— About this task —
Reproduce precisely the lines of the listing below, starting with the line that contains "else if name.ends_with(Self::None.extension())" and stopping after the line that contains "let mut output"; include nothing else.

— Available data —
┌────────

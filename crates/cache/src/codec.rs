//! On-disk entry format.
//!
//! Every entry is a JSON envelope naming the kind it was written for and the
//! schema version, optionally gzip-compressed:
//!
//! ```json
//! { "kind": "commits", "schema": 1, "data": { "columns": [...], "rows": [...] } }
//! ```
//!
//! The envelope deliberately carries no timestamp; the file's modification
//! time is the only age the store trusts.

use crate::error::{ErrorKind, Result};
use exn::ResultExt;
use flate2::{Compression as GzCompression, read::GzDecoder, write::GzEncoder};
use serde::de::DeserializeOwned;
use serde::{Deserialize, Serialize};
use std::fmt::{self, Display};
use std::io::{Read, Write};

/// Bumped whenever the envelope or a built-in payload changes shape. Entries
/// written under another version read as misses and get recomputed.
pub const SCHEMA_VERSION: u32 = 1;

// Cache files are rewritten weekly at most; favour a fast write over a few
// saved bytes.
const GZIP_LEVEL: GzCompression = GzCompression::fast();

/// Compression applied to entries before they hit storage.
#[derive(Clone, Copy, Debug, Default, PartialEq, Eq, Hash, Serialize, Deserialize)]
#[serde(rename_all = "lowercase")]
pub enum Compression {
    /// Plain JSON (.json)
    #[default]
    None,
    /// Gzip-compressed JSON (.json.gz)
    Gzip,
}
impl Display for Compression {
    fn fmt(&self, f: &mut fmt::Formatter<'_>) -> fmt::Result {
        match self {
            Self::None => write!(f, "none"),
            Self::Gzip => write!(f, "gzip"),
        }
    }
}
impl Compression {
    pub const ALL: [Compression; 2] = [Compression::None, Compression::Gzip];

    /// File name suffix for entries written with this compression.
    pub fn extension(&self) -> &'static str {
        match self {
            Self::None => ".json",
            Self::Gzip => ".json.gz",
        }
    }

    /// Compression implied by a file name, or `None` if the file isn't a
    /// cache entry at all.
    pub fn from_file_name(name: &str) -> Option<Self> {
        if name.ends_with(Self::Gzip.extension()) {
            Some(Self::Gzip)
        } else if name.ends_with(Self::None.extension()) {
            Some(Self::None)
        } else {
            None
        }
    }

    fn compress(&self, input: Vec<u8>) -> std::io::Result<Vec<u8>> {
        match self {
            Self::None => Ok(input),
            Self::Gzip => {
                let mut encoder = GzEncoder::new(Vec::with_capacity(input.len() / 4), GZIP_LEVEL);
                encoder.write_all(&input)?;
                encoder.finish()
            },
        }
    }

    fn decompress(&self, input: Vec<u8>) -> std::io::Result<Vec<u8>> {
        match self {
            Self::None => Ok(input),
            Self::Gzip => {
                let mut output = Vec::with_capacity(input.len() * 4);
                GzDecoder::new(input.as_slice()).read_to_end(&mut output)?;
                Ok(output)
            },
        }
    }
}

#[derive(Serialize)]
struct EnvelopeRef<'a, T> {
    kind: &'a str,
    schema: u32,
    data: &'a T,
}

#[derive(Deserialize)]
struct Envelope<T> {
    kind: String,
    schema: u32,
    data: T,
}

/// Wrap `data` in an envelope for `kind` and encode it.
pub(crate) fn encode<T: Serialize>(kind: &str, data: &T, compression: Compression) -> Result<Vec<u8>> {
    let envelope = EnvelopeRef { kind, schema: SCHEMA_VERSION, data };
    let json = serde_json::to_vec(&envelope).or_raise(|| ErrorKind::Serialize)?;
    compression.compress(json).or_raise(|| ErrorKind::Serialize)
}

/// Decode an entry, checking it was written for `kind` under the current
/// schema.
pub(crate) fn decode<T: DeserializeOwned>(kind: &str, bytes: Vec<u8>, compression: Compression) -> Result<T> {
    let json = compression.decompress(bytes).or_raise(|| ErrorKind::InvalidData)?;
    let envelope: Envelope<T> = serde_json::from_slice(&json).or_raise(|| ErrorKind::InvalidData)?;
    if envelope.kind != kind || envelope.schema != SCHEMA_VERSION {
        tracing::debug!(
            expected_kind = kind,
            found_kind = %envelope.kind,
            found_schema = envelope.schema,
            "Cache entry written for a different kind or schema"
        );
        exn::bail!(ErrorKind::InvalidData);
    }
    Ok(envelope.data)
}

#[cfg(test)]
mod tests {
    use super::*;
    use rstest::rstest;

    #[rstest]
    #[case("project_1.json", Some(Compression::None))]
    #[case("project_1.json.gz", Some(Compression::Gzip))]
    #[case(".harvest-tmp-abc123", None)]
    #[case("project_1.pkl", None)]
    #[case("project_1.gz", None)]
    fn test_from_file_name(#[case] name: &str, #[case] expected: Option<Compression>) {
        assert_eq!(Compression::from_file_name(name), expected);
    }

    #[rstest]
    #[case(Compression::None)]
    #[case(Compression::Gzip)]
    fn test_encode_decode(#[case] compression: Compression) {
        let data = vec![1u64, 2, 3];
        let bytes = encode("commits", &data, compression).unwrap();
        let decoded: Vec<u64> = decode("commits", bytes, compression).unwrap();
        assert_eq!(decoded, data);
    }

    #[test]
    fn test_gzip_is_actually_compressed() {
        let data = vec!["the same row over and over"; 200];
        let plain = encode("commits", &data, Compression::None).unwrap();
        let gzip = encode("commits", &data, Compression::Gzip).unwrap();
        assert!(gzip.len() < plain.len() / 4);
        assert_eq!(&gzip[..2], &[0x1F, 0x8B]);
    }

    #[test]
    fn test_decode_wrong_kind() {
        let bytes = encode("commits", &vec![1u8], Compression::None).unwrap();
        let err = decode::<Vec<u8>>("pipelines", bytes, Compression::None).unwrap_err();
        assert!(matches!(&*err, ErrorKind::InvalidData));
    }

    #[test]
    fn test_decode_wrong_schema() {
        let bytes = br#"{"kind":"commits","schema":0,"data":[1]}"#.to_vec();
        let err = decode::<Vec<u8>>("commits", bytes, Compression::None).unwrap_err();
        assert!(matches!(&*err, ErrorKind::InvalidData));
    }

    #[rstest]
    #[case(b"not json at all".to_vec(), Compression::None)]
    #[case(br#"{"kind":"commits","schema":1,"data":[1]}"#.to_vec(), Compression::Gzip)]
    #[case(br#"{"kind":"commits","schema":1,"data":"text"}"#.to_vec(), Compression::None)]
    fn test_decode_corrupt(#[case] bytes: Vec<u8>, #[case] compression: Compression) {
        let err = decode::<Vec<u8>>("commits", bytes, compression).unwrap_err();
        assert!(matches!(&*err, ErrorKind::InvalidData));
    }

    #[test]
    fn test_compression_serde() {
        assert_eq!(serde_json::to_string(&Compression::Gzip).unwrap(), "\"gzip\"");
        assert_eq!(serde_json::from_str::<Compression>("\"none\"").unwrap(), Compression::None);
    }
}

└────────

— Output —
        } else if name.ends_with(Self::None.extension()) {
            Some(Self::None)
        } else {
            None
        }
    }

    fn compress(&self, input: Vec<u8>) -> std::io::Result<Vec<u8>> {
        match self {
            Self::None => Ok(input),
            Self::Gzip => {
                let mut encoder = GzEncoder::new(Vec::with_capacity(input.len() / 4), GZIP_LEVEL);
                encoder.write_all(&input)?;
                encoder.finish()
            },
        }
    }

    fn decompress(&self, input: Vec<u8>) -> std::io::Result<Vec<u8>> {
        match self {
            Self::None => Ok(input),
            Self::Gzip => {
                let mut output = Vec::with_capacity(input.len() * 4);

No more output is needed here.